Billy Graham Center
Archives
Collection 489, T1
From Collection 490.
MacDONALD: I had been called to be pastor of First Baptist Church in Mill Valley (California)
in 1960. This...actually, one of our...my predeces...my only predecessor in that church (it was a
young church), Bert Jones (class of '38), I think.... Bert, he's a good friend. And he was there
for thirteen years and I followed him for almost the same length of time. And it was a church
here in a classy suburb of San Francisco. You really need to understand the character of the
community. Actually, it...it's on one hand an arty community that draws some of these people
but it also has a lot of...of people of San Francisco executive types and beautiful homes and so
forth, and was right close to some of the other very high toned residential communities
outside...in Marin Country there. So our people were conscious of being in this milieu. They
also wanted their pastor to be a preacher of the gospel. And I was, and I think they were fully
satisfied with that. But the thing that was not satisfying to me was that the church itself was not
a...was not aggressive in its faith. They wanted me to me but there wasn't much there. And I
certainly don't blame it on my predecessor. I just think it's the way the church came to be. And I
was discontented with it. By the way, I...you folks have this book [The House of Acts, 1970].
....I wrote this book about our ministry there.
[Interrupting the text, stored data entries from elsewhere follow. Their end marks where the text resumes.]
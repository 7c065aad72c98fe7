// Copyright (c) 2025 Kirky.X
//
// Licensed under the MIT License
// See LICENSE file in the project root for full license information.

/// 数据传输对象模块
pub mod task_record;
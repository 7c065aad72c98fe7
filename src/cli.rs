// Copyright (c) 2025 Kirky.X
//
// Licensed under the MIT License
// See LICENSE file in the project root for full license information.

use clap::{Parser, Subcommand};
use std::path::PathBuf;

/// 命令行参数
///
/// 连接参数来自配置文件和 `HARVESTR__` 前缀的环境变量
#[derive(Parser, Debug)]
#[command(author, version, about = "Queue-driven web content harvester")]
pub struct Cli {
    #[command(subcommand)]
    pub command: Command,
}

#[derive(Subcommand, Debug, PartialEq, Eq)]
pub enum Command {
    /// Consume tasks from the queue until Ctrl-C or SIGTERM
    Worker,
    /// Push every valid record of a JSON array file onto the queue
    Publish {
        /// Path to the JSON task file
        file: PathBuf,
    },
    /// Print queue length and stored article counts
    Stats,
    /// Print the most recently created articles
    Recent {
        /// Number of articles to print
        #[arg(short, long, default_value_t = 10)]
        limit: u64,
    },
    /// Delete every pending task from the queue
    ClearQueue,
}
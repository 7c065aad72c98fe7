// Copyright (c) 2025 Kirky.X
//
// Licensed under the MIT License
// See LICENSE file in the project root for full license information.

/// 仓库实现模块
///
/// 提供领域仓库接口的数据库实现
pub mod article_repo_impl;
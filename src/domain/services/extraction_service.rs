// Copyright (c) 2025 Kirky.X
//
// Licensed under the MIT License
// See LICENSE file in the project root for full license information.

use crate::utils::text_encoding::{decode_html, TextEncodingError};
use scraper::node::Node;
use scraper::{ElementRef, Html, Selector};
use thiserror::Error;
use tracing::debug;

/// 未找到标题时的占位值
pub const NO_TITLE: &str = "No Title Found";
/// 未找到正文时的占位值
pub const NO_CONTENT: &str = "No content found";
/// 正文候选的最少字符数
pub const MIN_CONTENT_CHARS: usize = 100;
/// 正文的最多字符数
pub const MAX_CONTENT_CHARS: usize = 2000;

/// 常见正文容器，按优先级排列
const CONTAINER_SELECTORS: &[&str] = &[
    "article",
    r#"[class*="content"]"#,
    r#"[class*="article"]"#,
    r#"[class*="post"]"#,
    "main",
    ".entry-content",
    "#content",
];

/// 其文本不计入正文的元素
const HIDDEN_ELEMENTS: &[&str] = &["script", "style"];

/// 提取错误类型
#[derive(Error, Debug)]
pub enum ExtractionError {
    #[error(transparent)]
    Decode(#[from] TextEncodingError),

    #[error("Invalid selector {selector:?}: {message}")]
    Selector { selector: String, message: String },
}

/// 提取结果
#[derive(Debug, Clone, PartialEq, Eq)]
pub struct ExtractedContent {
    pub title: String,
    pub content: String,
}

/// 预编译的选择器
pub struct PageSelectors {
    title: Selector,
    heading: Selector,
    og_title: Selector,
    containers: Vec<Selector>,
    paragraph: Selector,
    body: Selector,
}

impl PageSelectors {
    fn compile() -> Result<Self, ExtractionError> {
        Ok(Self {
            title: compile("title")?,
            heading: compile("h1")?,
            og_title: compile(r#"meta[property="og:title"]"#)?,
            containers: CONTAINER_SELECTORS
                .iter()
                .map(|css| compile(css))
                .collect::<Result<_, _>>()?,
            paragraph: compile("p")?,
            body: compile("body")?,
        })
    }
}

fn compile(css: &str) -> Result<Selector, ExtractionError> {
    Selector::parse(css).map_err(|e| ExtractionError::Selector {
        selector: css.to_string(),
        message: e.to_string(),
    })
}

/// 标题策略：返回非空标题或 `None`
pub type TitleStrategy = fn(&Html, &PageSelectors) -> Option<String>;
/// 正文策略：返回达到最小长度并已截断的正文或 `None`
pub type BodyStrategy = fn(&Html, &PageSelectors) -> Option<String>;

/// 标题策略，依次尝试，首个结果胜出
pub const TITLE_STRATEGIES: &[(&str, TitleStrategy)] = &[
    ("title", title_element as TitleStrategy),
    ("h1", first_heading as TitleStrategy),
    ("og:title", og_title as TitleStrategy),
];

/// 正文策略，依次尝试，首个结果胜出
pub const BODY_STRATEGIES: &[(&str, BodyStrategy)] = &[
    ("container", container_text as BodyStrategy),
    ("paragraphs", paragraph_text as BodyStrategy),
    ("body", body_text as BodyStrategy),
];

/// 内容提取器
///
/// 从HTML中提取标题和正文的纯函数组合，相同输入总是得到相同输出
pub struct ContentExtractor {
    selectors: PageSelectors,
}

impl ContentExtractor {
    /// 创建提取器并编译所有选择器
    pub fn new() -> Result<Self, ExtractionError> {
        Ok(Self {
            selectors: PageSelectors::compile()?,
        })
    }

    pub fn selectors(&self) -> &PageSelectors {
        &self.selectors
    }

    /// 从原始响应体中提取标题和正文
    ///
    /// # 参数
    ///
    /// * `raw` - 未解码的响应体
    ///
    /// # 返回值
    ///
    /// * `Ok(ExtractedContent)` - 标题和正文，找不到时为占位值
    /// * `Err(ExtractionError)` - 响应体无法解码为文本
    pub fn extract(&self, raw: &[u8]) -> Result<ExtractedContent, ExtractionError> {
        let text = decode_html(raw)?;
        let document = Html::parse_document(&text);

        Ok(ExtractedContent {
            title: self.extract_title(&document),
            content: self.extract_body(&document),
        })
    }

    pub fn extract_title(&self, document: &Html) -> String {
        TITLE_STRATEGIES
            .iter()
            .find_map(|(name, strategy)| {
                let title = strategy(document, &self.selectors)?;
                debug!(strategy = name, "Extracted title");
                Some(title)
            })
            .unwrap_or_else(|| {
                debug!("Could not extract title");
                NO_TITLE.to_string()
            })
    }

    pub fn extract_body(&self, document: &Html) -> String {
        BODY_STRATEGIES
            .iter()
            .find_map(|(name, strategy)| {
                let body = strategy(document, &self.selectors)?;
                debug!(strategy = name, chars = body.chars().count(), "Extracted content");
                Some(body)
            })
            .unwrap_or_else(|| {
                debug!("Could not extract meaningful content");
                NO_CONTENT.to_string()
            })
    }
}

/// `<title>` 元素
pub fn title_element(document: &Html, selectors: &PageSelectors) -> Option<String> {
    document
        .select(&selectors.title)
        .next()
        .map(visible_text)
        .and_then(non_empty)
}

/// 第一个 `<h1>`
pub fn first_heading(document: &Html, selectors: &PageSelectors) -> Option<String> {
    document
        .select(&selectors.heading)
        .next()
        .map(visible_text)
        .and_then(non_empty)
}

/// `og:title` 元信息
pub fn og_title(document: &Html, selectors: &PageSelectors) -> Option<String> {
    document
        .select(&selectors.og_title)
        .next()
        .and_then(|meta| meta.value().attr("content"))
        .map(collapse_whitespace)
        .and_then(non_empty)
}

/// 每个容器选择器只看第一个匹配元素
pub fn container_text(document: &Html, selectors: &PageSelectors) -> Option<String> {
    selectors.containers.iter().find_map(|selector| {
        document
            .select(selector)
            .next()
            .and_then(|element| qualify(visible_text(element)))
    })
}

/// 所有段落以空格连接
pub fn paragraph_text(document: &Html, selectors: &PageSelectors) -> Option<String> {
    let joined = document
        .select(&selectors.paragraph)
        .map(visible_text)
        .filter(|text| !text.is_empty())
        .collect::<Vec<_>>()
        .join(" ");
    qualify(joined)
}

/// 整个 `<body>` 的文本
pub fn body_text(document: &Html, selectors: &PageSelectors) -> Option<String> {
    document
        .select(&selectors.body)
        .next()
        .and_then(|body| qualify(visible_text(body)))
}

/// 元素的可见文本，忽略脚本和样式，空白折叠为单个空格
pub fn visible_text(element: ElementRef<'_>) -> String {
    let mut fragments = Vec::new();
    collect_text(element, &mut fragments);
    fragments
        .iter()
        .flat_map(|fragment| fragment.split_whitespace())
        .collect::<Vec<_>>()
        .join(" ")
}

/// 显式栈上的先序遍历，嵌套深度不受调用栈限制
fn collect_text<'a>(element: ElementRef<'a>, fragments: &mut Vec<&'a str>) {
    let mut stack: Vec<_> = element.children().rev().collect();

    while let Some(node) = stack.pop() {
        match node.value() {
            Node::Text(text) => fragments.push(text),
            Node::Element(child) if HIDDEN_ELEMENTS.contains(&child.name()) => {}
            Node::Element(_) => stack.extend(node.children().rev()),
            _ => {}
        }
    }
}

fn collapse_whitespace(text: &str) -> String {
    text.split_whitespace().collect::<Vec<_>>().join(" ")
}

fn non_empty(text: String) -> Option<String> {
    (!text.is_empty()).then_some(text)
}

/// 截断到最大长度后检查最小长度
fn qualify(text: String) -> Option<String> {
    let capped = truncate_chars(&text, MAX_CONTENT_CHARS);
    (capped.chars().count() >= MIN_CONTENT_CHARS).then(|| capped.to_string())
}

/// 按字符截断，不会切开多字节字符
pub fn truncate_chars(text: &str, max_chars: usize) -> &str {
    match text.char_indices().nth(max_chars) {
        Some((byte_index, _)) => &text[..byte_index],
        None => text,
    }
}

#[cfg(test)]
#[path = "extraction_service_test.rs"]
mod tests;
// Copyright (c) 2025 Kirky.X
//
// Licensed under the MIT License
// See LICENSE file in the project root for full license information.

pub use sea_orm_migration::prelude::*;

mod m20260101_000001_create_articles;

/// 数据库迁移器
pub struct Migrator;

#[async_trait::async_trait]
impl MigratorTrait for Migrator {
    /// 获取所有迁移
    ///
    /// # 返回值
    ///
    /// 返回迁移列表
    fn migrations() -> Vec<Box<dyn MigrationTrait>> {
        vec![Box::new(m20260101_000001_create_articles::Migration)]
    }
}
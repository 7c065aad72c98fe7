// Copyright (c) 2025 Kirky.X
//
// Licensed under the MIT License
// See LICENSE file in the project root for full license information.

/// 队列模块
///
/// 提供基于Redis列表的持久化任务队列
pub mod task_queue;
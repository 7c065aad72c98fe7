// Copyright (c) 2025 Kirky.X
//
// Licensed under the MIT License
// See LICENSE file in the project root for full license information.

use crate::utils::errors::WorkerError;
use async_trait::async_trait;
use serde::Serialize;
use tokio_util::sync::CancellationToken;
use uuid::Uuid;

/// 工作器退出时的计数汇总
#[derive(Debug, Clone, Copy, PartialEq, Eq, Serialize)]
pub struct WorkerSummary {
    pub worker_id: Uuid,
    /// 出队的任务数
    pub attempted: u64,
    /// 成功抓取并保存的任务数
    pub processed: u64,
}

/// Worker trait定义
///
/// 所有后台工作器都必须实现此trait
#[async_trait]
pub trait Worker: Send + Sync {
    /// 运行工作器，直到 `shutdown` 被取消
    async fn run(&self, shutdown: CancellationToken) -> Result<WorkerSummary, WorkerError>;

    /// 获取工作器名称
    fn name(&self) -> &str;
}
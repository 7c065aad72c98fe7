// Copyright (c) 2025 Kirky.X
//
// Licensed under the MIT License
// See LICENSE file in the project root for full license information.

pub mod article;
And I said here that one of the things that set me up
on this was I prayed that God would do something to shake this church up. We're just ten miles
outside of San Francisco. And first thing I knew, as I reflected on it later, a young woman
showed up in our church and her mother came with her one time, was deeply concerned about
her and asked me to do what I could to help her and her husband. She didn't give me details but
I went and called on this young woman and eventually the truth came out: they had been
involved with drugs for many years, mostly LSD but also heroin. And so I've told their story
here [in his book]. When her husband came to our church, he responded to the invitation
immediately and his story was just incredible. But what had happened, he'd...just the night
before they'd been out on a toot and he'd been loaded up with LSD but he knew that God was
working on him. And I've related all of this story in here. Well that was what began our
ministry. I discipled him. I baptized him. And she was a member of one of our Baptist churches
in the area and so I took them in and their family. And he became a very spontaneous witness to
others of his friends in the scene, and would ask us...he'd come to prayer meeting and ask us to
pray for specific people and we did this. Well, after a while they started to come. And then one
day he really got a hold of me (and he was a guy who tended to be very critical of our, what?
conservative approach, you know, to evangelism and so on. And he laid this burden on me that I
wasn't really doing anything to show that I cared about his hippy friends. I went into Haight
Ashbury with him. We sat down, as I recall. We looked all around, went through their stuff, and
sat down on a curb in Haight Ashbury and we talked about "What could we do?" And so I
promised him that I would get some of my friends together and we'd work. Well, I called John
Streeter, who was two years ahead of me and was at First Baptist in San Francisco. Ed Plowman,
who was at Park Presideo in San Francisco (I think he was about the class of '52, something like
that. Do you know Ed Plowman?
INTERVIEWER: I know the name.
MacDONALD: Well, you know, he's been the editor of NIRR [National International Religion
Report], and was with Christianity Today and so on. We were very close. Those two guys and
two or three others, we formed a corporation called Evangelical Concerns. And we had nothing
to start with except monies that began to come it for it. But we managed to get it going. And
with the early people that we had, we opened up a storefront in San Francisco in Haight Ashbury
called the Living Room. Later on those guys decided to open up a house that we called the
House of Acts, a few miles north of us in Marin County. And so it was a communal thing. And
we had a lot of ups and downs with them. It was very tough. It was exciting and rewarding but
difficult. They were highly critical of just about everything that was standard for us. One of our
favorite illustrations is that they put a lot of pressure on me to get rid of the pews. Now we had a
nice church, very nice. "Get those pews out of here and put in pillows and let's just all sit around
on the floor and be a lot more casual about this." You know, I had refined people, older people
in the church and so forth. I just had to say, "You...you really have got to be kidding. I'm still
responsible to minister to those people as well as to you." What I wanted to do was to bring
them together in some kind of [laughs] agreeable center rather than one extreme or the other.